GDPR is EU regulation and will apply in the UK for as long as we remain a member of the EU. With Brexit looming, how does that impact the UK? The Government has already published a Data Protection bill to reflect what GDPR will look like post-Brexit.

Searching for a GDPR summary?

GDPR introduces a new set of rights. It’s important to prepare for each of these to ensure you’re GDPR compliant. You might hear these described as the eight principles of Data Protection and GDPR. In summary, these include:

  • the requirement to give express consent in certain circumstances
  • the right to withdraw consent
  • the right to be informed - all organisations must be transparent in how they are using personal data 
  • the right to data portability - this allows individuals to retain and reuse their personal data for their own purpose
  • the right to object - in some circumstances, individuals are entitled to object to their personal data being used
  • rights in relation to automated decision making and profiling - safeguards to protect against the risk that a potentially damaging decision is made without human intervention
  • the right to rectification of incorrect or incomplete data – giving individuals the right to rectify personal data
  • the right to erasure - often referred to the right to be forgotten

Maintaining GDPR in 2019

Understanding how to inspect whether your company is GDPR compliant is critical. Each and every organisation is different, with unique data processes. A two-pronged approach is typically recommended. Firstly, a GDPR project group should be created to identify where change needs to take place. The ICO published a 12-step plan to support organisations, see below. Secondly, with the GDPR fines set to top €20 million or 4% of annual turnover, it’s always recommended that organisations seek expert legal advice.
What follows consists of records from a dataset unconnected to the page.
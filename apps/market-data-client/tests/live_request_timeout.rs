//! Live Request Timeout Tests
//!
//! Runs the live client's tick request channel against a local WebSocket
//! data service whose first reply arrives after the client gave up on it.

#![allow(clippy::unwrap_used, clippy::expect_used)]

use std::net::SocketAddr;
use std::sync::Arc;
use std::sync::atomic::{AtomicBool, AtomicUsize, Ordering};
use std::time::Duration;

use futures_util::{SinkExt, StreamExt};
use tokio::net::{TcpListener, TcpStream};
use tokio_tungstenite::tungstenite::Message;

use market_data_client::application::ports::{RequestChannel, RequestOutcome, TransportError};
use market_data_client::application::protocol::{DataRequest, DataResponse, ResponseMetadata};
use market_data_client::infrastructure::transport::{
    InMemoryRequestChannel, InMemorySubscriberChannel, ReconnectConfig, WsRequestChannel,
};
use market_data_client::{
    Codecs, DataClient, DataClientError, LiveChannels, LiveClientConfig, LiveClock,
    LiveDataClient, Symbol,
};

const LATE_REPLY: Duration = Duration::from_millis(300);
const REQUEST_TIMEOUT: Duration = Duration::from_millis(100);

/// Data service answering every request with an empty tick reply. Only the
/// very first reply is held back by [`LATE_REPLY`].
struct SlowFirstReplyService {
    addr: SocketAddr,
    connections: Arc<AtomicUsize>,
    handle: tokio::task::JoinHandle<()>,
}

impl SlowFirstReplyService {
    async fn spawn() -> Self {
        let listener = TcpListener::bind(("127.0.0.1", 0)).await.unwrap();
        let addr = listener.local_addr().unwrap();
        let connections = Arc::new(AtomicUsize::new(0));
        let first_pending = Arc::new(AtomicBool::new(true));

        let accepted = Arc::clone(&connections);
        let handle = tokio::spawn(async move {
            while let Ok((stream, _peer)) = listener.accept().await {
                accepted.fetch_add(1, Ordering::SeqCst);
                tokio::spawn(serve(stream, Arc::clone(&first_pending)));
            }
        });

        Self {
            addr,
            connections,
            handle,
        }
    }

    fn endpoint(&self) -> String {
        format!("ws://{}/MarketData/tick-requests", self.addr)
    }

    fn connections(&self) -> usize {
        self.connections.load(Ordering::SeqCst)
    }
}

impl Drop for SlowFirstReplyService {
    fn drop(&mut self) {
        self.handle.abort();
    }
}

async fn serve(stream: TcpStream, first_pending: Arc<AtomicBool>) {
    let Ok(mut socket) = tokio_tungstenite::accept_async(stream).await else {
        return;
    };

    while let Some(Ok(message)) = socket.next().await {
        let Message::Binary(bytes) = message else {
            continue;
        };
        let request: DataRequest = serde_json::from_slice(&bytes).unwrap();
        let reply = DataResponse::Data {
            correlation_id: request.id,
            metadata: ResponseMetadata {
                symbol: request.query.symbol.clone(),
                ..ResponseMetadata::default()
            },
            data: Vec::new(),
        };

        if first_pending.swap(false, Ordering::SeqCst) {
            tokio::time::sleep(LATE_REPLY).await;
        }
        let payload = serde_json::to_vec(&reply).unwrap();
        if socket.send(Message::Binary(payload.into())).await.is_err() {
            break;
        }
    }
}

fn no_retry() -> ReconnectConfig {
    ReconnectConfig {
        max_attempts: 1,
        ..ReconnectConfig::default()
    }
}

async fn client_against(
    service: &SlowFirstReplyService,
) -> (LiveDataClient, Arc<WsRequestChannel>) {
    let tick_requests = Arc::new(WsRequestChannel::new(service.endpoint(), no_retry()));
    let channels = LiveChannels {
        tick_requests: tick_requests.clone(),
        tick_subscriber: Arc::new(InMemorySubscriberChannel::new("mem://ticks")),
        bar_requests: Arc::new(InMemoryRequestChannel::unanswered("mem://bar-requests")),
        bar_subscriber: Arc::new(InMemorySubscriberChannel::new("mem://bars")),
        instrument_requests: Arc::new(InMemoryRequestChannel::unanswered(
            "mem://instrument-requests",
        )),
        instrument_subscriber: Arc::new(InMemorySubscriberChannel::new("mem://instruments")),
    };
    let config = LiveClientConfig {
        request_timeout: REQUEST_TIMEOUT,
        ..LiveClientConfig::default()
    };
    let client =
        LiveDataClient::new(config, channels, Codecs::json(), Arc::new(LiveClock)).unwrap();
    client.connect().await.unwrap();
    (client, tick_requests)
}

fn eurusd() -> Symbol {
    "EUR/USD.FXCM".parse().unwrap()
}

#[tokio::test]
async fn late_reply_does_not_answer_the_next_request() {
    let service = SlowFirstReplyService::spawn().await;
    let (client, _) = client_against(&service).await;

    let first = client
        .request_ticks(&eurusd(), None, None, 0, Box::new(|_| {}))
        .await;
    assert!(matches!(first, Err(DataClientError::Timeout { channel: "tick", .. })));

    // Outlive the late reply so it would be sitting on the old socket.
    tokio::time::sleep(LATE_REPLY).await;

    for _ in 0..3 {
        let outcome = client
            .request_ticks(&eurusd(), None, None, 0, Box::new(|_| {}))
            .await
            .unwrap();
        assert_eq!(outcome, RequestOutcome::Delivered { count: 0 });
    }
    assert_eq!(service.connections(), 2);
}

#[tokio::test]
async fn abandoned_exchange_discards_the_socket() {
    let service = SlowFirstReplyService::spawn().await;
    let (client, tick_requests) = client_against(&service).await;

    let timed_out = client
        .request_ticks(&eurusd(), None, None, 0, Box::new(|_| {}))
        .await;
    assert!(timed_out.is_err());
    assert!(!tick_requests.is_connected());

    client
        .request_ticks(&eurusd(), None, None, 0, Box::new(|_| {}))
        .await
        .unwrap();
    assert!(tick_requests.is_connected());
}

#[tokio::test]
async fn disconnected_channel_is_not_reopened_by_a_request() {
    let service = SlowFirstReplyService::spawn().await;
    let channel = WsRequestChannel::new(service.endpoint(), no_retry());
    channel.connect().await.unwrap();
    channel.disconnect().await.unwrap();

    let result = channel.request(b"{}".to_vec()).await;

    assert!(matches!(
        result,
        Err(TransportError::NotConnected(_))
    ));
    assert_eq!(service.connections(), 1);
}
//! Object Cache
//!
//! Parse-or-reuse memoizer for wire-level keys. Topic strings arrive on every
//! published message, so each distinct key is parsed once and the typed value
//! is cloned out on later hits.

use std::collections::HashMap;
use std::fmt;

use parking_lot::Mutex;

/// Memoizes parsing of string keys into typed identifiers.
pub struct ObjectCache<T, E> {
    name: &'static str,
    parser: fn(&str) -> Result<T, E>,
    entries: Mutex<HashMap<String, T>>,
}

impl<T, E> fmt::Debug for ObjectCache<T, E> {
    fn fmt(&self, f: &mut fmt::Formatter<'_>) -> fmt::Result {
        f.debug_struct("ObjectCache")
            .field("name", &self.name)
            .field("len", &self.entries.lock().len())
            .finish()
    }
}

impl<T, E> ObjectCache<T, E>
where
    T: Clone,
{
    /// Create an empty cache using `parser` for misses.
    #[must_use]
    pub fn new(name: &'static str, parser: fn(&str) -> Result<T, E>) -> Self {
        Self {
            name,
            parser,
            entries: Mutex::new(HashMap::new()),
        }
    }

    /// Return the cached value for `key`, parsing and storing it on a miss.
    ///
    /// # Errors
    ///
    /// Returns the parser's error; failed parses are not cached.
    pub fn get(&self, key: &str) -> Result<T, E> {
        if let Some(value) = self.entries.lock().get(key) {
            return Ok(value.clone());
        }

        let value = (self.parser)(key)?;
        self.entries
            .lock()
            .entry(key.to_string())
            .or_insert_with(|| value.clone());

        Ok(value)
    }

    /// Cached keys.
    #[must_use]
    pub fn keys(&self) -> Vec<String> {
        self.entries.lock().keys().cloned().collect()
    }

    /// Number of cached entries.
    #[must_use]
    pub fn len(&self) -> usize {
        self.entries.lock().len()
    }

    /// Whether the cache is empty.
    #[must_use]
    pub fn is_empty(&self) -> bool {
        self.entries.lock().is_empty()
    }

    /// Drop every entry.
    pub fn clear(&self) {
        self.entries.lock().clear();
        tracing::debug!(cache = self.name, "Object cache cleared");
    }

    /// Cache name used in logs.
    #[must_use]
    pub const fn name(&self) -> &'static str {
        self.name
    }
}
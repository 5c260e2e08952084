//! Clock Port (Driven Port)
//!
//! Time source for data clients. The backtest client drives a
//! [`VirtualClock`] forward in lock-step with replayed ticks.

use chrono::{DateTime, Utc};

use crate::domain::subscription::HandlerRef;

/// A named timer or time alert firing.
#[derive(Debug, Clone, PartialEq, Eq)]
pub struct TimeEvent {
    /// Timer or alert name.
    pub name: String,
    /// Scheduled fire time.
    pub timestamp: DateTime<Utc>,
}

/// A due timer event paired with the handler registered for it.
#[derive(Debug, Clone)]
pub struct FiredTimer {
    /// The event being fired.
    pub event: TimeEvent,
    /// Handler to invoke.
    pub handler: HandlerRef<TimeEvent>,
}

impl FiredTimer {
    /// Invoke the handler with the event.
    pub fn fire(&self) {
        self.handler.call(&self.event);
    }
}

/// Source of the current time.
pub trait Clock: Send + Sync {
    /// Current UTC time.
    fn time_now(&self) -> DateTime<Utc>;
}

/// A clock whose time only moves when advanced explicitly.
pub trait VirtualClock: Clock {
    /// Whether any timer or alert is still scheduled.
    fn has_pending_timers(&self) -> bool;

    /// Fire time of the earliest scheduled timer.
    fn next_event_time(&self) -> Option<DateTime<Utc>>;

    /// Move the clock to `to` and return every timer due at or before it,
    /// in fire-time order. Handlers are not invoked.
    fn advance_time(&self, to: DateTime<Utc>) -> Vec<FiredTimer>;
}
12 steps to help you prepare and be GDPR compliant

It’s likely that you would have set up a GDPR project but ICO has a 12-point GDPR action plan to help confirm you are in the right direction. As already covered, obtaining legal advice is also always recommended to ensure your organisation is fully compliant.



1. Awareness – make sure key decision makers are aware of the law and consider where workforce training may be required



2. Information you hold – conduct a thorough audit and document all the personal data you hold.



3. Communicating privacy information – ensure you have reviewed your current privacy plans and update where required



4. Individuals’ right – check all your processes and procedures to ensure they are GDPR compliant



5. Subject access requests – identify how to update processes so you can handle requests within the new timescales



6. Lawful basis for processing personal data – identify the lawful basis for processing data (and ensure your privacy notice is updated to reflect this)



7. Consent - conduct an audit to identify how you seek, record and manage data. You may need to refresh consents to meet GDPR standards.



8. Children – check whether you have put processes in place to verify ages and/or secure consent from a parent or guardian



9. Data breaches – ensure robust procedures are in place to detect, report and investigate a personal data breach



10. Data protection by design and data protection impact assessments - familiarise with the ICO’s code of practice on Privacy Impact Assessments. The latest  guidance from the Article 29 Working Party is also a must read



11. Data Protection Officers – identify and/or appoint someone to take responsibility for data protection compliance



12. International - if your organisation operates in more than one EU member state you need to determine your lead data protection supervisory authority.



Follow the 12 point GDPR action plan and you’re on your way to GDPR compliance. It acts as a great training and guidance tool for any projects groups and acts as a great GDPR checklist too.